TASK GOAL:
Locate each line below that includes "DateTime" and reproduce it.

Start of PROVIDED DATA

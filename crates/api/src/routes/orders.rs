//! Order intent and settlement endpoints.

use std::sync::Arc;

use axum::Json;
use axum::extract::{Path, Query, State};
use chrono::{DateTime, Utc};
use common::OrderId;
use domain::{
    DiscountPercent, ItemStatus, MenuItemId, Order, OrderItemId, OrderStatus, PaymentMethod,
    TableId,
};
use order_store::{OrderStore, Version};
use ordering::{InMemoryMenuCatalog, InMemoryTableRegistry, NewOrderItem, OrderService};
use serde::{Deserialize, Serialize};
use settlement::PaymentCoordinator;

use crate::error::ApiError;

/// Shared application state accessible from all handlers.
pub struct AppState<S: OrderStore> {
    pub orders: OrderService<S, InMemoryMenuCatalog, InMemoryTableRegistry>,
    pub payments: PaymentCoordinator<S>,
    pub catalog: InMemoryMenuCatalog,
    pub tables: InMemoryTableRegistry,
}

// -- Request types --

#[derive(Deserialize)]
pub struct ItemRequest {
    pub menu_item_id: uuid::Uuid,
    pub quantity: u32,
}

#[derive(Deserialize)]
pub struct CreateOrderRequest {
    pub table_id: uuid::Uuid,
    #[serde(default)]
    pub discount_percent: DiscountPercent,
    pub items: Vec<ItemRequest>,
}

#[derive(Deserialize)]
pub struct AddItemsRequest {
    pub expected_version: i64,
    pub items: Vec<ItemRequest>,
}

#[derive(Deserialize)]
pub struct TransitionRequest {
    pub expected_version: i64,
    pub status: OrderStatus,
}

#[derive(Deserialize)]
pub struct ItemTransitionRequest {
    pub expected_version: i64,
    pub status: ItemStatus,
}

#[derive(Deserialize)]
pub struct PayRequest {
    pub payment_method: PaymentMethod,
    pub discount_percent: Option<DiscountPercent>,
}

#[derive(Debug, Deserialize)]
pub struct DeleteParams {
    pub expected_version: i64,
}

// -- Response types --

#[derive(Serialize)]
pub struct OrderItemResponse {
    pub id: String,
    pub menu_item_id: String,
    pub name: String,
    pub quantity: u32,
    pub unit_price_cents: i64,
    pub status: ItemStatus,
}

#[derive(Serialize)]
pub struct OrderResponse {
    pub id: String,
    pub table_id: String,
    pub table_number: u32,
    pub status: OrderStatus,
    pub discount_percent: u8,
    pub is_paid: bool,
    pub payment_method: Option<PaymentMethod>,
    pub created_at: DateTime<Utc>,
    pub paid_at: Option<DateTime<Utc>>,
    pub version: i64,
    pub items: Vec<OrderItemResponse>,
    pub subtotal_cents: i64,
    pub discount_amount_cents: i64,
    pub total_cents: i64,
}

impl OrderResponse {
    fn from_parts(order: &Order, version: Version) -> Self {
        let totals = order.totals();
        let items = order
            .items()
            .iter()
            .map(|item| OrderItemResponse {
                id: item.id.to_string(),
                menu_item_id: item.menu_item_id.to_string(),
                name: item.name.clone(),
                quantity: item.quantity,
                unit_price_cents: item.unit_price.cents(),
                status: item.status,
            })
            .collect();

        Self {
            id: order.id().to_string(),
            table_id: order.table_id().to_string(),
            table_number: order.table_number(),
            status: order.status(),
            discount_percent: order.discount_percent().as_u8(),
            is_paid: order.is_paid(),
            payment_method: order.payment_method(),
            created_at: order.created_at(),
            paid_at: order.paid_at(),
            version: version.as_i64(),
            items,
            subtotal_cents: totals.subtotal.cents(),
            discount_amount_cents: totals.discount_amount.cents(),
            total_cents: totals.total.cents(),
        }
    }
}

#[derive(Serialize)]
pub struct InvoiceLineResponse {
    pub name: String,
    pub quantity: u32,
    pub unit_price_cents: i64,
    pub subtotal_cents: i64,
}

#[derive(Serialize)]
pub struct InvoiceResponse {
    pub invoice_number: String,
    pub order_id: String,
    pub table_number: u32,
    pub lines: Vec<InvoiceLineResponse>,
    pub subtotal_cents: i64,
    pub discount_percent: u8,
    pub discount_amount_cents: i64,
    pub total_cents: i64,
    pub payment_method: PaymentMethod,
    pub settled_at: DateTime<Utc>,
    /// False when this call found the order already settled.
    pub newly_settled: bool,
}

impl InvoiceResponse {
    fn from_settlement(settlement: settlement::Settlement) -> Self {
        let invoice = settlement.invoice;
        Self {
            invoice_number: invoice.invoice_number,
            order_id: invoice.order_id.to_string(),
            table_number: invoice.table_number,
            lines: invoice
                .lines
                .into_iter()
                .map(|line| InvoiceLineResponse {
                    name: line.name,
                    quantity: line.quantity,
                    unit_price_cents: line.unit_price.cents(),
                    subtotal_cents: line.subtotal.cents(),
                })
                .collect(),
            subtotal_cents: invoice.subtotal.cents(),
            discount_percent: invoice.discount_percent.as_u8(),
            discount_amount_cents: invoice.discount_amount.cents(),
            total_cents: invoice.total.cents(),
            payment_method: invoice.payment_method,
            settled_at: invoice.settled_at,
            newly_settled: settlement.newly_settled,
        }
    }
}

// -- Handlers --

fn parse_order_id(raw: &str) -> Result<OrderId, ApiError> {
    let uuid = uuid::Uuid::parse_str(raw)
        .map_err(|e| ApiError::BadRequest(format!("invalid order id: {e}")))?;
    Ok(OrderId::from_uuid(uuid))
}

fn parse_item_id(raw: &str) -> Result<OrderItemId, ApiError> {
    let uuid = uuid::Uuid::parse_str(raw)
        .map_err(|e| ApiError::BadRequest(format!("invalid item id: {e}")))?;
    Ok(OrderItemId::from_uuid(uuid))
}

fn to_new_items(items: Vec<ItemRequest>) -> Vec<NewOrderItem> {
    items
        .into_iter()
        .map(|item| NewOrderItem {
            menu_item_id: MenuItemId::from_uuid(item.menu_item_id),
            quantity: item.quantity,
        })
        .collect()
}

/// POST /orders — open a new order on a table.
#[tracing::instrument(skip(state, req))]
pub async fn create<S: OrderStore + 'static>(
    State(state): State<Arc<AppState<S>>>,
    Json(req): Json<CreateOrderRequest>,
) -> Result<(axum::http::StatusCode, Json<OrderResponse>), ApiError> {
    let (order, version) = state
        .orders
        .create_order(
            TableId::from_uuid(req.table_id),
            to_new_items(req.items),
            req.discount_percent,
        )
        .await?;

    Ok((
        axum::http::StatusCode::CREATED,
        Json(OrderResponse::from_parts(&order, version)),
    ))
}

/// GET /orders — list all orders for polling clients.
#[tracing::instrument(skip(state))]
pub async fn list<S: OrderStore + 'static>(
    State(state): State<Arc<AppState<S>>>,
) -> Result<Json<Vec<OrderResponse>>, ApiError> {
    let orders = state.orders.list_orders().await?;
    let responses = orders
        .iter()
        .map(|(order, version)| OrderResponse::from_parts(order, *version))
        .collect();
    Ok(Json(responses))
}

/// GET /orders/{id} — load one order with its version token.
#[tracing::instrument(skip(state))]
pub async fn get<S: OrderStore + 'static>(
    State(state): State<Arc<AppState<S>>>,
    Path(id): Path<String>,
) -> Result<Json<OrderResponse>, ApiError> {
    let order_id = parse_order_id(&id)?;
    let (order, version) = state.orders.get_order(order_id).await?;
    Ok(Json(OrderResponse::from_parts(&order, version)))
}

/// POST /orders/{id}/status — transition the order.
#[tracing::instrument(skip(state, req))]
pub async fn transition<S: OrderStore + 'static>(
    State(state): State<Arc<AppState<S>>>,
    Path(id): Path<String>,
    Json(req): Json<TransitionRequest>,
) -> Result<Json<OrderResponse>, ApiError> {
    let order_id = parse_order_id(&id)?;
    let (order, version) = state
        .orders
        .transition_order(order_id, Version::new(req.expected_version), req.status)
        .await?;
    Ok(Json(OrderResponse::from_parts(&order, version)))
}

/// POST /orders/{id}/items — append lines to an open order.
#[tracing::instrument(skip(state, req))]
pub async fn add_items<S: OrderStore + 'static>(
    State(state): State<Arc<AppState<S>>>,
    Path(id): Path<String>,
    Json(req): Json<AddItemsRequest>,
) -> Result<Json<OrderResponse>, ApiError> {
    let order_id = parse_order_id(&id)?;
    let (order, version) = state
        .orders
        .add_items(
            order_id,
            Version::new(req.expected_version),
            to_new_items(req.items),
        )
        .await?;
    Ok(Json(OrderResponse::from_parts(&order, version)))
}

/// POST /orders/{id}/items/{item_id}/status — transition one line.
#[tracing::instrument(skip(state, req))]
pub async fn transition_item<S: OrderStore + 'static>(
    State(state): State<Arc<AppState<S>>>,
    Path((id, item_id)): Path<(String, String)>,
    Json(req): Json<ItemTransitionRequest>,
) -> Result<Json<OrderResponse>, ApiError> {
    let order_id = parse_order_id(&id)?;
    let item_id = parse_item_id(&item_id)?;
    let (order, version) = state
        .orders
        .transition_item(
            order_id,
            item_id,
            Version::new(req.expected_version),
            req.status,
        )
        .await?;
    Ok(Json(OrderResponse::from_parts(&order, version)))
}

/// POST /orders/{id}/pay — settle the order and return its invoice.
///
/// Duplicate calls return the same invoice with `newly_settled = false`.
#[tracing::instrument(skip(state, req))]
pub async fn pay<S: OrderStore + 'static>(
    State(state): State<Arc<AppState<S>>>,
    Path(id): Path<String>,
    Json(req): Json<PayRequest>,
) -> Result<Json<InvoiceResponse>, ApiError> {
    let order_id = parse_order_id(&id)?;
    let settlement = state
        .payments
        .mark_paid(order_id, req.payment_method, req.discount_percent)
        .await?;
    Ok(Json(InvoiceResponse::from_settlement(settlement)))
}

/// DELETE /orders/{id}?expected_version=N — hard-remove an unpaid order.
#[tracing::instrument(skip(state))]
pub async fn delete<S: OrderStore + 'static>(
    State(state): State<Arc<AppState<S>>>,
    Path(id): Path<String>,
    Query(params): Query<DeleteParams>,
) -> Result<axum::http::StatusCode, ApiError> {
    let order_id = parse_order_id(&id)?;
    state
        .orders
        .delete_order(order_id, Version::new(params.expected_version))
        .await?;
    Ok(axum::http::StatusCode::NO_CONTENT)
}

End of PROVIDED DATA

SOLVED EXERCISE:
use chrono::{DateTime, Utc};
    pub created_at: DateTime<Utc>,
    pub paid_at: Option<DateTime<Utc>>,
    pub settled_at: DateTime<Utc>,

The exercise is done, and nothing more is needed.